-------- DATA PROVIDED --------
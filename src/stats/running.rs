use std::cmp::Ordering;

use serde::{Deserialize, Serialize};

use crate::models::Block;

/// Seconds between the Unix epoch and 3 January 2009.
pub const BITCOIN_EPOCH_SECS: u64 = 1_230_940_800;

pub const RECENCY_WINDOW_CAPACITY: usize = 10;

#[derive(Debug, Clone, Default, PartialEq, Serialize, Deserialize)]
pub struct SeriesStatistics {
    pub total: f64,
    pub average: f64,
    pub variance: f64,
    pub standard_deviation: f64,
    #[serde(default)]
    pub sum_squared_deviations: f64,
}

impl SeriesStatistics {
    pub fn record(&mut self, value: f64, count: u64) {
        let n = count as f64;
        let previous_average = self.average;
        self.total += value;
        self.average = self.total / n;
        self.sum_squared_deviations += (value - previous_average) * (value - self.average);
        self.variance = self.sum_squared_deviations / n;
        self.standard_deviation = self.variance.sqrt();
    }
}

#[derive(Debug, Clone, Default, PartialEq, Serialize, Deserialize)]
pub struct RunningStatistics {
    pub number_of_blocks: u64,
    pub number_of_transactions: u64,
    pub time: SeriesStatistics,
    pub amount: SeriesStatistics,
    pub transactions_per_block: SeriesStatistics,
}

impl RunningStatistics {
    pub fn record(&mut self, block: &Block) {
        let transactions = block.number_of_transactions() as u64;
        self.number_of_blocks += 1;
        self.number_of_transactions += transactions;

        let n = self.number_of_blocks;
        self.time.record(elapsed_since_epoch(block), n);
        self.amount.record(block.amount, n);
        self.transactions_per_block.record(transactions as f64, n);
    }
}

pub fn elapsed_since_epoch(block: &Block) -> f64 {
    block.time as f64 - BITCOIN_EPOCH_SECS as f64
}

/// Starts as [`RECENCY_WINDOW_CAPACITY`] empty slots; each insert sorts empty
/// slots first and drops the first entry, so placeholders are consumed before
/// real blocks are evicted.
#[derive(Debug, Clone, PartialEq, Serialize, Deserialize)]
#[serde(transparent)]
pub struct RecencyWindow {
    slots: Vec<Option<Block>>,
}

impl Default for RecencyWindow {
    fn default() -> Self {
        Self {
            slots: vec![None; RECENCY_WINDOW_CAPACITY],
        }
    }
}

impl RecencyWindow {
    pub fn insert(&mut self, block: Block) {
        self.slots.push(Some(block));
        // Stable, so among equal timestamps the earlier arrival is evicted.
        self.slots.sort_by(compare_slots);
        self.slots.remove(0);
    }

    pub fn blocks(&self) -> impl Iterator<Item = &Block> {
        self.slots.iter().flatten()
    }

    pub fn len(&self) -> usize {
        self.blocks().count()
    }

    pub fn is_empty(&self) -> bool {
        self.len() == 0
    }
}

fn compare_slots(a: &Option<Block>, b: &Option<Block>) -> Ordering {
    match (a, b) {
        (None, None) => Ordering::Equal,
        (None, Some(_)) => Ordering::Less,
        (Some(_), None) => Ordering::Greater,
        (Some(a), Some(b)) => a.time.cmp(&b.time),
    }
}

#[derive(Debug, Clone, Default, PartialEq, Serialize, Deserialize)]
pub struct ChartSeries {
    pub transactions: Vec<u64>,
    pub amount: Vec<f64>,
    pub height: Vec<u64>,
    pub time: Vec<u64>,
}

impl ChartSeries {
    pub fn push(&mut self, block: &Block) {
        self.transactions.push(block.number_of_transactions() as u64);
        self.amount.push(block.amount);
        self.height.push(block.height);
        self.time.push(block.time);
    }

    pub fn len(&self) -> usize {
        self.height.len()
    }

    pub fn is_empty(&self) -> bool {
        self.height.is_empty()
    }
}
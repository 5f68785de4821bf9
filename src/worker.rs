use std::sync::Arc;
use std::time::Duration;

use tokio::sync::watch;
use tokio::time::MissedTickBehavior;

use crate::ingest::IngestionEngine;
use crate::ingest_stats::INGEST_STATS;
use crate::node::ChainNode;
use crate::queue::BlockQueue;
use crate::stats::StatisticsAggregator;
use crate::storage::BlockStore;

const AGGREGATOR_RETRY_DELAY: Duration = Duration::from_secs(5);

/// A failed cycle is logged and skipped; the next tick resumes from the
/// checkpoint.
pub async fn run_ingestion<N, S, Q>(
    mut engine: IngestionEngine<N, S, Q>,
    interval: Duration,
    mut shutdown: watch::Receiver<bool>,
) where
    N: ChainNode,
    S: BlockStore,
    Q: BlockQueue,
{
    let mut ticker = tokio::time::interval(interval);
    ticker.set_missed_tick_behavior(MissedTickBehavior::Delay);

    loop {
        tokio::select! {
            _ = ticker.tick() => {}
            _ = shutdown.changed() => break,
        }
        if *shutdown.borrow() {
            break;
        }

        match engine.sync_to_tip().await {
            Ok(report) if report.admitted > 0 || report.gap_filled > 0 => {
                tracing::info!(
                    tip = ?report.tip_height,
                    admitted = report.admitted,
                    gap_filled = report.gap_filled,
                    "sync cycle complete"
                );
            }
            Ok(report) => {
                tracing::debug!(
                    tip = ?report.tip_height,
                    halted = report.retention_exhausted,
                    "nothing to sync"
                );
            }
            Err(err) => {
                INGEST_STATS.inc_failed_cycles(1);
                tracing::warn!("sync cycle failed: {:#}", anyhow::Error::from(err));
            }
        }
    }

    tracing::info!("ingestion worker stopped");
}

/// Shutdown is only observed while waiting for a reference; a reference
/// already taken is always folded in and acknowledged first.
pub async fn run_aggregator<S, Q>(
    worker: usize,
    aggregator: Arc<StatisticsAggregator<S, Q>>,
    mut shutdown: watch::Receiver<bool>,
) where
    S: BlockStore,
    Q: BlockQueue,
{
    while !*shutdown.borrow() {
        let delivery = tokio::select! {
            delivery = aggregator.next_delivery() => delivery,
            _ = shutdown.changed() => break,
        };

        let result = match delivery {
            Ok(delivery) => aggregator.handle(delivery).await.map(|_| ()),
            Err(err) => Err(err),
        };

        if let Err(err) = result {
            INGEST_STATS.inc_failed_cycles(1);
            tracing::warn!(worker, "aggregation failed: {:#}", anyhow::Error::from(err));
            tokio::select! {
                _ = tokio::time::sleep(AGGREGATOR_RETRY_DELAY) => {}
                _ = shutdown.changed() => break,
            }
        }
    }

    tracing::info!(worker, "aggregator worker stopped");
}
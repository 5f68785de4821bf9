pub mod running;

use tokio::sync::Mutex;
use tracing::{debug, info};

use crate::error::Result;
use crate::ingest_stats::INGEST_STATS;
use crate::models::BlockReference;
use crate::queue::{BlockQueue, Delivery};
use crate::storage::{self, BlockStore};

pub use running::{ChartSeries, RecencyWindow, RunningStatistics, SeriesStatistics};

pub const STATISTICS_KEY: &str = "general_statistics";
pub const RECENT_BLOCKS_KEY: &str = "last_blocks";
pub const CHART_TRANSACTIONS_KEY: &str = "charts_number_of_transactions";
pub const CHART_AMOUNT_KEY: &str = "charts_amount";
pub const CHART_HEIGHT_KEY: &str = "charts_height";
pub const CHART_TIME_KEY: &str = "charts_time";

fn aggregated_marker(hash: &str) -> String {
    format!("aggregated:{hash}")
}

#[derive(Debug, Clone, PartialEq, Eq)]
pub enum Outcome {
    Aggregated { hash: String, height: u64 },
    Duplicate { hash: String },
}

pub struct StatisticsAggregator<S, Q> {
    store: S,
    queue: Q,
    write_lock: Mutex<()>,
}

impl<S, Q> StatisticsAggregator<S, Q>
where
    S: BlockStore,
    Q: BlockQueue,
{
    pub fn new(store: S, queue: Q) -> Self {
        Self {
            store,
            queue,
            write_lock: Mutex::new(()),
        }
    }

    pub async fn initialize(&self) -> Result<()> {
        let _guard = self.write_lock.lock().await;
        if !self.store.contains(STATISTICS_KEY).await? {
            storage::put_record(&self.store, STATISTICS_KEY, &RunningStatistics::default()).await?;
        }
        if !self.store.contains(RECENT_BLOCKS_KEY).await? {
            storage::put_record(&self.store, RECENT_BLOCKS_KEY, &RecencyWindow::default()).await?;
        }
        for key in [
            CHART_TRANSACTIONS_KEY,
            CHART_AMOUNT_KEY,
            CHART_HEIGHT_KEY,
            CHART_TIME_KEY,
        ] {
            if !self.store.contains(key).await? {
                storage::put_record(&self.store, key, &Vec::<u64>::new()).await?;
            }
        }
        Ok(())
    }

    pub async fn process_next(&self) -> Result<Outcome> {
        let delivery = self.next_delivery().await?;
        self.handle(delivery).await
    }

    /// Waits for the next reference. Dropping the future before it resolves
    /// loses nothing: a lease taken but never handled simply expires.
    pub async fn next_delivery(&self) -> Result<Delivery> {
        Ok(self.queue.pop().await?)
    }

    pub async fn try_process_next(&self) -> Result<Option<Outcome>> {
        match self.queue.try_pop().await? {
            Some(delivery) => self.handle(delivery).await.map(Some),
            None => Ok(None),
        }
    }

    pub async fn handle(&self, delivery: Delivery) -> Result<Outcome> {
        if delivery.attempt > 1 {
            debug!(
                hash = %delivery.reference.hash,
                attempt = delivery.attempt,
                "redelivered block reference"
            );
        }
        // Not acknowledged on failure: the lease expires and the reference is
        // delivered again.
        let outcome = self.apply_reference(&delivery.reference).await?;
        self.queue.ack(&delivery).await?;
        Ok(outcome)
    }

    pub async fn apply_reference(&self, reference: &BlockReference) -> Result<Outcome> {
        let _guard = self.write_lock.lock().await;

        let marker = aggregated_marker(&reference.hash);
        if self.store.contains(&marker).await? {
            INGEST_STATS.inc_duplicate_references(1);
            debug!(hash = %reference.hash, "skipping already aggregated block");
            return Ok(Outcome::Duplicate {
                hash: reference.hash.clone(),
            });
        }

        let block = storage::require_block(&self.store, &reference.hash).await?;

        let mut statistics = self.load_statistics().await?;
        statistics.record(&block);

        let mut charts = self.load_charts().await?;
        charts.push(&block);

        let mut window = self.load_recent_blocks().await?;
        window.insert(block.clone());

        storage::put_record(&self.store, STATISTICS_KEY, &statistics).await?;
        self.store_charts(&charts).await?;
        storage::put_record(&self.store, RECENT_BLOCKS_KEY, &window).await?;
        storage::put_record(&self.store, &marker, &block.height).await?;

        INGEST_STATS.inc_blocks_aggregated(1);
        info!(
            hash = %block.hash,
            height = block.height,
            blocks = statistics.number_of_blocks,
            "aggregated block"
        );
        Ok(Outcome::Aggregated {
            hash: block.hash,
            height: block.height,
        })
    }

    pub async fn load_statistics(&self) -> Result<RunningStatistics> {
        Ok(storage::get_record(&self.store, STATISTICS_KEY)
            .await?
            .unwrap_or_default())
    }

    pub async fn load_recent_blocks(&self) -> Result<RecencyWindow> {
        Ok(storage::get_record(&self.store, RECENT_BLOCKS_KEY)
            .await?
            .unwrap_or_default())
    }

    pub async fn load_charts(&self) -> Result<ChartSeries> {
        Ok(ChartSeries {
            transactions: storage::get_record(&self.store, CHART_TRANSACTIONS_KEY)
                .await?
                .unwrap_or_default(),
            amount: storage::get_record(&self.store, CHART_AMOUNT_KEY)
                .await?
                .unwrap_or_default(),
            height: storage::get_record(&self.store, CHART_HEIGHT_KEY)
                .await?
                .unwrap_or_default(),
            time: storage::get_record(&self.store, CHART_TIME_KEY)
                .await?
                .unwrap_or_default(),
        })
    }

    async fn store_charts(&self, charts: &ChartSeries) -> Result<()> {
        storage::put_record(&self.store, CHART_TRANSACTIONS_KEY, &charts.transactions).await?;
        storage::put_record(&self.store, CHART_AMOUNT_KEY, &charts.amount).await?;
        storage::put_record(&self.store, CHART_HEIGHT_KEY, &charts.height).await?;
        storage::put_record(&self.store, CHART_TIME_KEY, &charts.time).await?;
        Ok(())
    }
}
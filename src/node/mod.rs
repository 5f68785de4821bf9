pub mod rpc;

use std::sync::Arc;

use async_trait::async_trait;
use serde::Deserialize;

use crate::error::{MalformedDataError, Result};
use crate::models::Block;

pub use rpc::BitcoinRpcClient;

#[derive(thiserror::Error, Debug)]
pub enum NodeError {
    #[error("node call `{method}` returned error {code}: {message}")]
    Rpc {
        method: String,
        code: i64,
        message: String,
    },
    #[error("node call `{method}` failed in transport")]
    Transport {
        method: String,
        #[source]
        source: reqwest::Error,
    },
    #[error("node call `{method}` returned http status {status}")]
    Status { method: String, status: u16 },
}

#[derive(Debug, Clone, Deserialize)]
pub struct DecodedTransaction {
    pub version: i32,
    #[serde(rename = "locktime")]
    pub lock_time: u64,
    #[serde(default)]
    pub vout: Vec<TxOutput>,
}

#[derive(Debug, Clone, Deserialize)]
pub struct TxOutput {
    /// Kept untyped so a non-numeric value surfaces as malformed data rather
    /// than as a decode failure of the whole transaction.
    pub value: serde_json::Value,
}

impl DecodedTransaction {
    pub fn total_output_amount(&self, txid: &str) -> Result<f64, MalformedDataError> {
        self.vout
            .iter()
            .enumerate()
            .try_fold(0.0, |total, (index, output)| {
                match output.value.as_f64().filter(|v| v.is_finite()) {
                    Some(value) => Ok(total + value),
                    None => Err(MalformedDataError::NonNumericOutput {
                        txid: txid.to_string(),
                        index,
                    }),
                }
            })
    }
}

#[async_trait]
pub trait ChainNode: Send + Sync {
    async fn tip_height(&self) -> Result<u64>;

    async fn block(&self, hash: &str) -> Result<Block>;

    /// Hash of the node's "last block" marker relative to `last_known`.
    ///
    /// With `target_confirmations = tip - height(last_known)` this is the
    /// main-chain block right after `last_known`'s height. Without arguments it
    /// is the current tip.
    async fn since_block(
        &self,
        last_known: Option<&str>,
        target_confirmations: Option<u64>,
    ) -> Result<String>;

    async fn raw_transaction(&self, txid: &str) -> Result<String>;

    async fn decode_transaction(&self, raw: &str) -> Result<DecodedTransaction>;
}

#[async_trait]
impl<T: ChainNode + ?Sized> ChainNode for Arc<T> {
    async fn tip_height(&self) -> Result<u64> {
        (**self).tip_height().await
    }

    async fn block(&self, hash: &str) -> Result<Block> {
        (**self).block(hash).await
    }

    async fn since_block(
        &self,
        last_known: Option<&str>,
        target_confirmations: Option<u64>,
    ) -> Result<String> {
        (**self).since_block(last_known, target_confirmations).await
    }

    async fn raw_transaction(&self, txid: &str) -> Result<String> {
        (**self).raw_transaction(txid).await
    }

    async fn decode_transaction(&self, raw: &str) -> Result<DecodedTransaction> {
        (**self).decode_transaction(raw).await
    }
}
--------
**WHAT TO PRODUCE**
Whenever the word "lease" shows up in a line above, copy that line.

**SOLUTION TO THIS EXERCISE**
    /// loses nothing: a lease taken but never handled simply expires.
        // Not acknowledged on failure: the lease expires and the reference is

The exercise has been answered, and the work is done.